Re-enactor+David+Biser+holds+up+the+Declaration+of+Independence+for+the+audience+to+see.+

Re-enactor David Biser holds up the Declaration of Independence for the audience to see.

Echo Rogers

The Historical Society of Dauphin County continued its 11-year July 4th tradition of reading the Declaration of Independence on the porch of the John Harris Jr.-Simon Cameron House, the home of the first resident of Harrisburg to celebrate the importance of this moment in history. This document was originally read 245 years ago on the same front porch of this house.

 

This year at the event they had two reenactors reading different parts of the document: Ben Franklin and John Harris Jr., the son of the first man of Harrisburg. A frontiersman also joined the crowd. He was barefoot, clothed in fur skins, carried a rifle, and would occasionally interject with loud shouts of, “Death to Tyrants!”

 

In addition to the actual reading of the document, Harris and Franklin answered questions about the Revolutionary War. They also talked about what life was like then and the importance of frontiersmen.

 

Harris explained that he made his money from such men. They would spend their life hunting and bringing him furs. Since Harris had the trade connections, he would pay the frontiersmen and then sell the furs for a profit in Philadelphia. From there, the furs would be shipped all over Europe.

 

However, for John Harris Jr., who was played by David Biser, the most important part of the evening was the actual reading of the Declaration of Independence.

 

“Most people don’t know it. It’s more than just the preamble. It’s more than just the opening words. It takes about 20 minutes to read the full document,” Biser said.

 

He felt it was an important event, because at the time of the Revolutionary War, not too many men or women could read. He thought people should hear the Declaration of Independence as the people of the 1700s would hear it.

 

And 245 years ago, that is how the people of Harrisburg learned about independence. John Harris Jr. stood on the front porch and read the document to the city.

 

The actual Harris was an interesting man.

 

He was not a patriot at first, despite serving in the French and Indian War and interacting with Washington. Harris voted against the Declaration of Independence in the Pennsylvania State Congress because he did not see all the problems occurring with Britain.

 

However, he realized that was not the way America was headed, especially with Ben Franklin heading up the Pennsylvania delegation in Philadelphia.  Most supported Independence from Britain.
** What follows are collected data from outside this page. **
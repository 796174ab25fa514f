// Copyright 2026 Phillip Cloud
// Licensed under the Apache License, Version 2.0

use anyhow::Result;
use boh_app::IngredientFormInput;
use boh_db::Store;
use boh_server::{ApiRequest, ApiServer, Method, ServerOptions};
use boh_testkit::KitchenFaker;
use serde_json::{Value, json};

fn server(require_csrf: bool) -> Result<ApiServer> {
    let store = Store::open_memory()?;
    store.bootstrap()?;
    Ok(ApiServer::new(
        store,
        ServerOptions {
            require_csrf,
            ..ServerOptions::default()
        },
    ))
}

fn add(server: &ApiServer, name: &str, cost_cents: Option<i64>) -> Result<i64> {
    let id = server.store().create_ingredient(&IngredientFormInput {
        name: name.to_owned(),
        unit: "kg".to_owned(),
        cost_cents,
        notes: String::new(),
    })?;
    Ok(id.get())
}

fn patch_tags(server: &ApiServer, id: i64, body: Value) -> (u16, Value) {
    let request = ApiRequest::new(Method::Patch, &format!("/ingredients/{id}/tags"))
        .with_json(&body)
        .with_xsrf(server.xsrf_token());
    let response = server.handle(&request);
    (response.status, response.body)
}

#[test]
fn ingredient_listing_shape() -> Result<()> {
    let server = server(true)?;
    let id = add(&server, "Tomatoes", Some(235))?;
    add(&server, "Basil", None)?;
    patch_tags(&server, id, json!({"tags": ["Fresh"]}));

    let response = server.handle(&ApiRequest::new(Method::Get, "/ingredients"));
    assert_eq!(response.status, 200);
    let body = response.body;
    assert_eq!(body["total"], json!(2));
    assert_eq!(body["per_page"], json!(20));
    assert_eq!(body["current_page"], json!(1));
    assert_eq!(body["from"], json!(1));
    assert_eq!(body["to"], json!(2));
    assert_eq!(body["prev_page_url"], Value::Null);
    assert_eq!(body["next_page_url"], Value::Null);

    let data = body["data"].as_array().expect("data array");
    assert_eq!(data[0]["name"], json!("Basil"));
    assert_eq!(data[0]["cost_per_unit"], Value::Null);
    assert_eq!(data[1]["cost_per_unit"], json!("2.35"));
    assert_eq!(data[1]["tags"][0]["name"], json!("Fresh"));
    assert_eq!(data[1]["tags"][0]["colour"], Value::Null);
    Ok(())
}

#[test]
fn pagination_links_preserve_query() -> Result<()> {
    let server = server(true)?;
    let mut faker = KitchenFaker::new(5);
    for _ in 0..41 {
        server.store().create_ingredient(&faker.ingredient())?;
    }

    let mut request = ApiRequest::new(Method::Get, "/ingredients?page=2&view=compact");
    request.host = Some("kitchen.local:8080".to_owned());
    let body = server.handle(&request).body;
    assert_eq!(body["last_page"], json!(3));
    assert_eq!(body["from"], json!(21));
    assert_eq!(
        body["prev_page_url"],
        json!("http://kitchen.local:8080/ingredients?view=compact&page=1")
    );
    assert_eq!(
        body["next_page_url"],
        json!("http://kitchen.local:8080/ingredients?view=compact&page=3")
    );

    let junk = server.handle(&ApiRequest::new(Method::Get, "/ingredients?page=zero"));
    assert_eq!(junk.body["current_page"], json!(1));
    Ok(())
}

#[test]
fn show_ingredient_and_missing() -> Result<()> {
    let server = server(true)?;
    let id = add(&server, "Salt", Some(90))?;
    patch_tags(&server, id, json!({"tags": ["Pantry"]}));

    let found = server.handle(&ApiRequest::new(Method::Get, &format!("/ingredients/{id}")));
    assert_eq!(found.status, 200);
    assert_eq!(found.body["name"], json!("Salt"));
    assert!(found.body.get("tags").is_none());

    let missing = server.handle(&ApiRequest::new(Method::Get, "/ingredients/999"));
    assert_eq!(missing.status, 404);
    assert_eq!(missing.body["message"], json!("not found"));
    Ok(())
}

#[test]
fn sync_accepts_mixed_entries_and_replaces() -> Result<()> {
    let server = server(true)?;
    let id = add(&server, "Cream", None)?;

    let (status, body) = patch_tags(
        &server,
        id,
        json!({"tags": [" Dairy ", {"name": "Chilled", "colour": "cyan"}, 7, "", "dairy", {"colour": "red"}]}),
    );
    assert_eq!(status, 200);
    assert_eq!(body["ok"], json!(true));
    assert_eq!(
        body["tags"],
        json!([
            {"id": 1, "name": "Dairy", "colour": null},
            {"id": 2, "name": "Chilled", "colour": "cyan"},
        ])
    );

    let (_, body) = patch_tags(&server, id, json!({"tags": ["Chilled", "Local"]}));
    let names = body["tags"]
        .as_array()
        .expect("tags array")
        .iter()
        .map(|tag| tag["name"].clone())
        .collect::<Vec<_>>();
    assert_eq!(names, vec![json!("Chilled"), json!("Local")]);
    assert_eq!(body["tags"][0]["colour"], json!("cyan"), "colour kept");
    Ok(())
}

#[test]
fn sync_missing_key_detaches_everything() -> Result<()> {
    let server = server(true)?;
    let id = add(&server, "Leeks", None)?;
    patch_tags(&server, id, json!({"tags": ["Produce"]}));

    let (status, body) = patch_tags(&server, id, json!({}));
    assert_eq!(status, 200);
    assert_eq!(body["tags"], json!([]));
    Ok(())
}

#[test]
fn sync_rejects_non_array_and_unknown_ingredient() -> Result<()> {
    let server = server(true)?;
    let id = add(&server, "Leeks", None)?;

    let (status, _) = patch_tags(&server, id, json!({"tags": "Produce"}));
    assert_eq!(status, 422);

    let (status, _) = patch_tags(&server, 4040, json!({"tags": ["Produce"]}));
    assert_eq!(status, 404);
    Ok(())
}

#[test]
fn csrf_header_is_enforced_when_required() -> Result<()> {
    let server = server(true)?;
    let id = add(&server, "Honey", None)?;
    let path = format!("/ingredients/{id}/tags");
    let body = json!({"tags": ["Pantry"]});

    let missing = server.handle(&ApiRequest::new(Method::Patch, &path).with_json(&body));
    assert_eq!(missing.status, 419);

    let wrong = server.handle(
        &ApiRequest::new(Method::Patch, &path)
            .with_json(&body)
            .with_xsrf("forged"),
    );
    assert_eq!(wrong.status, 419);

    let reads = server.handle(&ApiRequest::new(Method::Get, "/tags"));
    assert_eq!(reads.status, 200, "reads never need the token");
    Ok(())
}

#[test]
fn csrf_can_be_disabled() -> Result<()> {
    let server = server(false)?;
    let response = server.handle(
        &ApiRequest::new(Method::Post, "/tags").with_json(&json!({"name": "Vegan"})),
    );
    assert_eq!(response.status, 200);
    Ok(())
}

#[test]
fn tag_search_trims_and_orders() -> Result<()> {
    let server = server(true)?;
    let token = server.xsrf_token().to_owned();
    for name in ["Frozen", "Fresh", "Pantry"] {
        server.handle(
            &ApiRequest::new(Method::Post, "/tags")
                .with_json(&json!({"name": name}))
                .with_xsrf(&token),
        );
    }

    let response = server.handle(&ApiRequest::new(Method::Get, "/tags?q=%20FR%20"));
    let names = response.body["data"]
        .as_array()
        .expect("data array")
        .iter()
        .map(|tag| tag["name"].clone())
        .collect::<Vec<_>>();
    assert_eq!(names, vec![json!("Fresh"), json!("Frozen")]);
    Ok(())
}

#[test]
fn create_tag_colour_rules() -> Result<()> {
    let server = server(true)?;
    let token = server.xsrf_token().to_owned();
    let post = |body: Value| {
        server.handle(
            &ApiRequest::new(Method::Post, "/tags")
                .with_json(&body)
                .with_xsrf(&token),
        )
    };

    let created = post(json!({"name": "Local", "colour": "teal"}));
    assert_eq!(created.body["data"]["colour"], json!("teal"));

    let kept = post(json!({"name": "local"}));
    assert_eq!(kept.body["data"]["id"], created.body["data"]["id"]);
    assert_eq!(kept.body["data"]["colour"], json!("teal"));

    let cleared = post(json!({"name": "LOCAL", "colour": null}));
    assert_eq!(cleared.body["data"]["colour"], Value::Null);

    assert_eq!(post(json!({"name": ""})).status, 422);
    assert_eq!(post(json!({})).status, 422);
    assert_eq!(post(json!({"name": "x".repeat(51)})).status, 422);
    assert_eq!(post(json!({"name": "Dairy", "colour": "chartreuse"})).status, 422);
    assert_eq!(
        post(json!({"name": "Dairy", "colour": "y".repeat(21)})).status,
        422
    );
    Ok(())
}

#[test]
fn unknown_routes_and_methods() -> Result<()> {
    let server = server(true)?;
    assert_eq!(
        server
            .handle(&ApiRequest::new(Method::Get, "/recipes"))
            .status,
        404
    );
    assert_eq!(
        server
            .handle(&ApiRequest::new(Method::Other, "/ingredients"))
            .status,
        405
    );
    assert_eq!(
        server
            .handle(&ApiRequest::new(Method::Get, "/ingredients/abc"))
            .status,
        404
    );

    let mut malformed = ApiRequest::new(Method::Post, "/tags").with_xsrf(server.xsrf_token());
    malformed.body = b"{oops".to_vec();
    assert_eq!(server.handle(&malformed).status, 400);
    Ok(())
}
So, Harris decided to change his tune.

 

He donated 3,000 pounds of his own money to the Revolution, which was a significant amount of money as the average wealth of most families at this time period was about 100 to 300 pounds. Biser said it is his belief that Harris would’ve used his supply business to aid the Revolution as well, though whether he did is not certain.

 

What is certain is Harris didn’t fight in any battles. He was given an honorary commission, but at the time of the war, he was 50 years old and could not fight.

 

Biser said he enjoyed learning all these facts about Harris.

 

“You have to know all these neat little things about this character you’re portraying… It’s about letting the person live through you. It’s intense,” he explained.

 

Yet Biser loves the job he does. He’s been a Revolutionary War re-enactor for 20 years, and he looks forward to portraying John Harrris Jr. every year at the Fourth of July event.

 

“[Harris] was an incredible patriot. He was an incredible dad. He was an incredible businessman. There was no one who had a bad word to say about him,” Biser said.

 

Even though Biser said they still had the event last year despite COVID19, he was excited for a bigger turn out this year and for a chance to read this famous document for a fourth time.

 

The John Harris Jr.-Simon Cameron House reads the Declaration at 2 p.m, 4 p.m., 6 pm., and 8 p.m., on the very same porch John Harris Jr. himself read the document 245 years ago.